## WHAT TO PRODUCE
Return, from the data that follows, each line that holds the word "catalog".

[Saved data entries]

=== Begin Enclosure ===

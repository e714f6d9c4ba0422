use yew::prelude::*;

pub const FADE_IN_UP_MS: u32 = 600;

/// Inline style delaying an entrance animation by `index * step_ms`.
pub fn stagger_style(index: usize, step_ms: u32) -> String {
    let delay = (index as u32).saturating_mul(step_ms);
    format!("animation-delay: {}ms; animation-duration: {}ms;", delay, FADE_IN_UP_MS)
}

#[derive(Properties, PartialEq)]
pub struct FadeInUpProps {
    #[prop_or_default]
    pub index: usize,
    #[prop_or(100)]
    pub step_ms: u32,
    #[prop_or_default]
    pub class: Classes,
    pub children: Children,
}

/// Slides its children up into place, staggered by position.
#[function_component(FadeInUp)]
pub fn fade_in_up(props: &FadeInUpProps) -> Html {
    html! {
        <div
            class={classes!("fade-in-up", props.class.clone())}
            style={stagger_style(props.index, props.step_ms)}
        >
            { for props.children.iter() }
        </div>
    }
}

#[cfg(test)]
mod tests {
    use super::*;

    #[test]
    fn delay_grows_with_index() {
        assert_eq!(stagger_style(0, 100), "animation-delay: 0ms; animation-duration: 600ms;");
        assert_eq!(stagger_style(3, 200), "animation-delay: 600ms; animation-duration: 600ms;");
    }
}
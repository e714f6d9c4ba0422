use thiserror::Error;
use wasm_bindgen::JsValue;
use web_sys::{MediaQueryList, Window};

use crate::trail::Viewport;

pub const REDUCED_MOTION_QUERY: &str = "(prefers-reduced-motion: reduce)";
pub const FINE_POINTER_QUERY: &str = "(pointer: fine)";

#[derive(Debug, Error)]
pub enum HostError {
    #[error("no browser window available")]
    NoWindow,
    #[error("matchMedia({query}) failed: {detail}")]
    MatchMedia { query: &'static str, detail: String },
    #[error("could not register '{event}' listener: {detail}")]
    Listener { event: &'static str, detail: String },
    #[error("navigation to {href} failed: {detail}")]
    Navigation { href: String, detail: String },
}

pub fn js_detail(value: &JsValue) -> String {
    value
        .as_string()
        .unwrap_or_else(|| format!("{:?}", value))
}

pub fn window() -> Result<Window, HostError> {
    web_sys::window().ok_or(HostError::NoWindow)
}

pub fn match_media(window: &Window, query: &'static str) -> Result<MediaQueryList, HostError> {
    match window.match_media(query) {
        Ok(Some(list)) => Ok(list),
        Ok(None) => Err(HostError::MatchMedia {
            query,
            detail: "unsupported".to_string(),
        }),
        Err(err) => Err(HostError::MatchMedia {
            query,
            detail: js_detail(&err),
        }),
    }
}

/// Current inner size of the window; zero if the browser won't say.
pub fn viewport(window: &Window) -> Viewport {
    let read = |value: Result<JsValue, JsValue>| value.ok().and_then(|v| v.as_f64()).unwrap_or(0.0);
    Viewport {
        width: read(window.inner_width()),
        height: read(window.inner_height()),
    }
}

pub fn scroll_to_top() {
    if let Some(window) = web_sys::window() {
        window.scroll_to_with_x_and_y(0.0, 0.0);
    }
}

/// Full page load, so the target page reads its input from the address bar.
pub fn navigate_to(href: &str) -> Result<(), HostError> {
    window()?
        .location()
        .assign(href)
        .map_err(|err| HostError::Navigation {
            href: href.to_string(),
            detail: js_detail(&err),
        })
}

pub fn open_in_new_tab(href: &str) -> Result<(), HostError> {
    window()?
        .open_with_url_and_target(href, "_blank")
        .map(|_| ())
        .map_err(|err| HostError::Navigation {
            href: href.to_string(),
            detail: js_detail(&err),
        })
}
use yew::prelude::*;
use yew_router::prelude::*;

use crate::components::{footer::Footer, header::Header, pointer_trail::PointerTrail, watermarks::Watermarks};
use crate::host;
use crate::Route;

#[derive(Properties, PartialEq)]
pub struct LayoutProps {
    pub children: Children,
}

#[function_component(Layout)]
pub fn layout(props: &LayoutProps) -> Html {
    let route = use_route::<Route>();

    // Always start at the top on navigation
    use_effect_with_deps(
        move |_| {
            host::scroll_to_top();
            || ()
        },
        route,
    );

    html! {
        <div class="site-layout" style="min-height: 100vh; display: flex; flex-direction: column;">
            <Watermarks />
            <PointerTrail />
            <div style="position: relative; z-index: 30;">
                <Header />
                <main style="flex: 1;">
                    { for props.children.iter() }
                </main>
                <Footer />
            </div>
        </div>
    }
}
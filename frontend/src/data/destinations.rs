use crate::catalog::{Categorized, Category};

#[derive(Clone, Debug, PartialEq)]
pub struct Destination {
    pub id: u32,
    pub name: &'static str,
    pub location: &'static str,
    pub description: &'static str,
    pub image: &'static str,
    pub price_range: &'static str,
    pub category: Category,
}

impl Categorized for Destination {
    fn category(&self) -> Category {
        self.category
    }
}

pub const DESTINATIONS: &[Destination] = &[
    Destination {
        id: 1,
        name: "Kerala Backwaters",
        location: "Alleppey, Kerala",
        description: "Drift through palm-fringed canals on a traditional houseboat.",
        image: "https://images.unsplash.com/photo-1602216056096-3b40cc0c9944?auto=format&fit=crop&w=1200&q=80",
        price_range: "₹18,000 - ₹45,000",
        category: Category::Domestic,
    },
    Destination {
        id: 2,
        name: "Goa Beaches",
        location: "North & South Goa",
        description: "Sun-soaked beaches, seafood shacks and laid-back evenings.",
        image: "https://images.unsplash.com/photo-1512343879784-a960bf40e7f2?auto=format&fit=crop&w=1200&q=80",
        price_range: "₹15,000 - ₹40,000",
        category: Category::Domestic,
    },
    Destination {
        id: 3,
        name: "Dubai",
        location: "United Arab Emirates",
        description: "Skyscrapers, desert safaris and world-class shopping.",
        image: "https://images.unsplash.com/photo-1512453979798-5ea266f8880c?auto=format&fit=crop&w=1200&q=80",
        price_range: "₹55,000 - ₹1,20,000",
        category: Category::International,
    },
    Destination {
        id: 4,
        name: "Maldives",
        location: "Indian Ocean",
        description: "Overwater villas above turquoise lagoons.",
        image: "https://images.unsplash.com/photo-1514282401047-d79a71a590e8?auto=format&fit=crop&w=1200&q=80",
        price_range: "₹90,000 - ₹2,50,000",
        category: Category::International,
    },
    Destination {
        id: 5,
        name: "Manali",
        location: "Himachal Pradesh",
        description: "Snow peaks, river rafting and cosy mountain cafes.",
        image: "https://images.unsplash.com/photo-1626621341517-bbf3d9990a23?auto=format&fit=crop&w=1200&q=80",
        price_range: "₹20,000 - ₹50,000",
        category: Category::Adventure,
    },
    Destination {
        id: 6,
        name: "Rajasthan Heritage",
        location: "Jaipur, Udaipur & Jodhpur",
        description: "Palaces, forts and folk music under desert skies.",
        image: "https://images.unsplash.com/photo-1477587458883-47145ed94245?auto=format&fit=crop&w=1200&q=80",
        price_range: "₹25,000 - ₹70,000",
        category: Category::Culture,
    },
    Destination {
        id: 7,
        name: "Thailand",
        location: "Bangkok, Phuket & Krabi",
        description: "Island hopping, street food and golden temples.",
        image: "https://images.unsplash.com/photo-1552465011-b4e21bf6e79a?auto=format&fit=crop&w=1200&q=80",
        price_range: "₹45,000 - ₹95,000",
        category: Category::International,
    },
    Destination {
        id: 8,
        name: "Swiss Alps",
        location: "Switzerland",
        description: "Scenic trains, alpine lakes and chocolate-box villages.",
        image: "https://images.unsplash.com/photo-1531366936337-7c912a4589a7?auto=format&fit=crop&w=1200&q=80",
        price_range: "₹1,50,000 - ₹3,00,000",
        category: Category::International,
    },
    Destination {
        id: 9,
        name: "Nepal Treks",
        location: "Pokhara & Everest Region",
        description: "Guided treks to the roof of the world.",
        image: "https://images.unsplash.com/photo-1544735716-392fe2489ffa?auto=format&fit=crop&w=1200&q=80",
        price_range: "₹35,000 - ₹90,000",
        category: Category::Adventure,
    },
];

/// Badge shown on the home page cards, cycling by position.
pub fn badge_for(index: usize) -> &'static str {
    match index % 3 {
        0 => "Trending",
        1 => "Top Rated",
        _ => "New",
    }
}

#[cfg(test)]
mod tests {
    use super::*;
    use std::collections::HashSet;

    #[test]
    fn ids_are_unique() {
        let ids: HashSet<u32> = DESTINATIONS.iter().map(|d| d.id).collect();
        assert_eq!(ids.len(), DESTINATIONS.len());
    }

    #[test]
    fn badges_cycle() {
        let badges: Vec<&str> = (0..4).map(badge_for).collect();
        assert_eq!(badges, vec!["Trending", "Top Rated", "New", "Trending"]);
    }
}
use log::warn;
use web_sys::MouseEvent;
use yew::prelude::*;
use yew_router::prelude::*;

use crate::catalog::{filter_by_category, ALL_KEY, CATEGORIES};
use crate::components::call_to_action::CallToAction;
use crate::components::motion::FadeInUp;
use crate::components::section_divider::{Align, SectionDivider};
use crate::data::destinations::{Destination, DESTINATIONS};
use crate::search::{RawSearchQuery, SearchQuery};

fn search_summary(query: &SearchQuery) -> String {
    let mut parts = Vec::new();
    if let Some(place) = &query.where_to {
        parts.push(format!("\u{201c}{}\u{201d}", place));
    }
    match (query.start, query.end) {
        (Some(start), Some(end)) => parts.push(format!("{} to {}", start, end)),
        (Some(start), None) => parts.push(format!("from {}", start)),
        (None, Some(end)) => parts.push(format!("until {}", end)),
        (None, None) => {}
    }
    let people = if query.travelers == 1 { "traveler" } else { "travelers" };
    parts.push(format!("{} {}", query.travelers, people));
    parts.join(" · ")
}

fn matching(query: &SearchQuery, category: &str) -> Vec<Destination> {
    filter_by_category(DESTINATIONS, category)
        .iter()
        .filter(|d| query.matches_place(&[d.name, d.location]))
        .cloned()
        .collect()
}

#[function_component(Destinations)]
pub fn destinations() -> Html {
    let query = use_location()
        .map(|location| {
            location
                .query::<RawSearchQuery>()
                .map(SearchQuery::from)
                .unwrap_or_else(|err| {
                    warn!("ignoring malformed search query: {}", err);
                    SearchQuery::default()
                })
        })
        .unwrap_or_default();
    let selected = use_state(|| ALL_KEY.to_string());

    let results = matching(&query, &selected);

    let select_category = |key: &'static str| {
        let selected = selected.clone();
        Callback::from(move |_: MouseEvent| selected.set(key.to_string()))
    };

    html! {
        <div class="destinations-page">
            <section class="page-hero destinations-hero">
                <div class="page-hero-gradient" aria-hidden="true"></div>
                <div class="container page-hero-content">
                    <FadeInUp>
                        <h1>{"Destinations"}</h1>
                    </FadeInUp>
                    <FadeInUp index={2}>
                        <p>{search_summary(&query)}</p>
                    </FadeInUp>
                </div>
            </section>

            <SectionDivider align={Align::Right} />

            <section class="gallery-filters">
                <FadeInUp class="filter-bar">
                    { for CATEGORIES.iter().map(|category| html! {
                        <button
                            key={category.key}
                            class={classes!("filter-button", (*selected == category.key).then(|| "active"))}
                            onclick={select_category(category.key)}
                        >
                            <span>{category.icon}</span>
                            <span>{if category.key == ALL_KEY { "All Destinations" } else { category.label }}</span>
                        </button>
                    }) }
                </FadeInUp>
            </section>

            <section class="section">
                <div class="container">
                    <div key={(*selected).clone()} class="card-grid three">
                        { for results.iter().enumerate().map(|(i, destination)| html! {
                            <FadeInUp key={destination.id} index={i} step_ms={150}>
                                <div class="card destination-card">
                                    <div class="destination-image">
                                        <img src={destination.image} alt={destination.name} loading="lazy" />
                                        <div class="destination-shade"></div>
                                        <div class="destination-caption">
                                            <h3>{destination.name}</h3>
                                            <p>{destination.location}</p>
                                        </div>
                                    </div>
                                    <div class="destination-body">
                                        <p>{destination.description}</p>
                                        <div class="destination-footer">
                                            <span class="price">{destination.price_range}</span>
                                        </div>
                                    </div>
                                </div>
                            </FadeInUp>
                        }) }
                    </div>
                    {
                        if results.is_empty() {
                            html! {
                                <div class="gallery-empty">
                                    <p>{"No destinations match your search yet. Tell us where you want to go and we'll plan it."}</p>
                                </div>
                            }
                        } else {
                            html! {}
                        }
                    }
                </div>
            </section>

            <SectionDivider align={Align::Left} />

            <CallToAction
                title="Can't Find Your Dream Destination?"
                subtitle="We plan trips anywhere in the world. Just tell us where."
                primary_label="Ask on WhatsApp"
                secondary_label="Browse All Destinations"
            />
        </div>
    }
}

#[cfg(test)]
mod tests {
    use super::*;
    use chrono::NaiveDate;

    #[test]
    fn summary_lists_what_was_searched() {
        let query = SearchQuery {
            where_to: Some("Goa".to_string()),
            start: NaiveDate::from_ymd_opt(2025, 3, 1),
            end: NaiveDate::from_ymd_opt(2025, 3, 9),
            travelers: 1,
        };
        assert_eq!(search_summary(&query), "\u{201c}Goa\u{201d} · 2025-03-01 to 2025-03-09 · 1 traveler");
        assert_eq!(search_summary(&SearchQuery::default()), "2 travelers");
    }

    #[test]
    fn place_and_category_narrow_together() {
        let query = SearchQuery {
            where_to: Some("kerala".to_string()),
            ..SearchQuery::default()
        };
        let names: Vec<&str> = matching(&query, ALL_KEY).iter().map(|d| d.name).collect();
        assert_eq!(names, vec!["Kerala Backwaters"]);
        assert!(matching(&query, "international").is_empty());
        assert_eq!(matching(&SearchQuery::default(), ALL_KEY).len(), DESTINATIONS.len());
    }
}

=== End Enclosure ===

## OUTPUT BELOW
use crate::catalog::{Categorized, Category};
use crate::catalog::{filter_by_category, ALL_KEY, CATEGORIES};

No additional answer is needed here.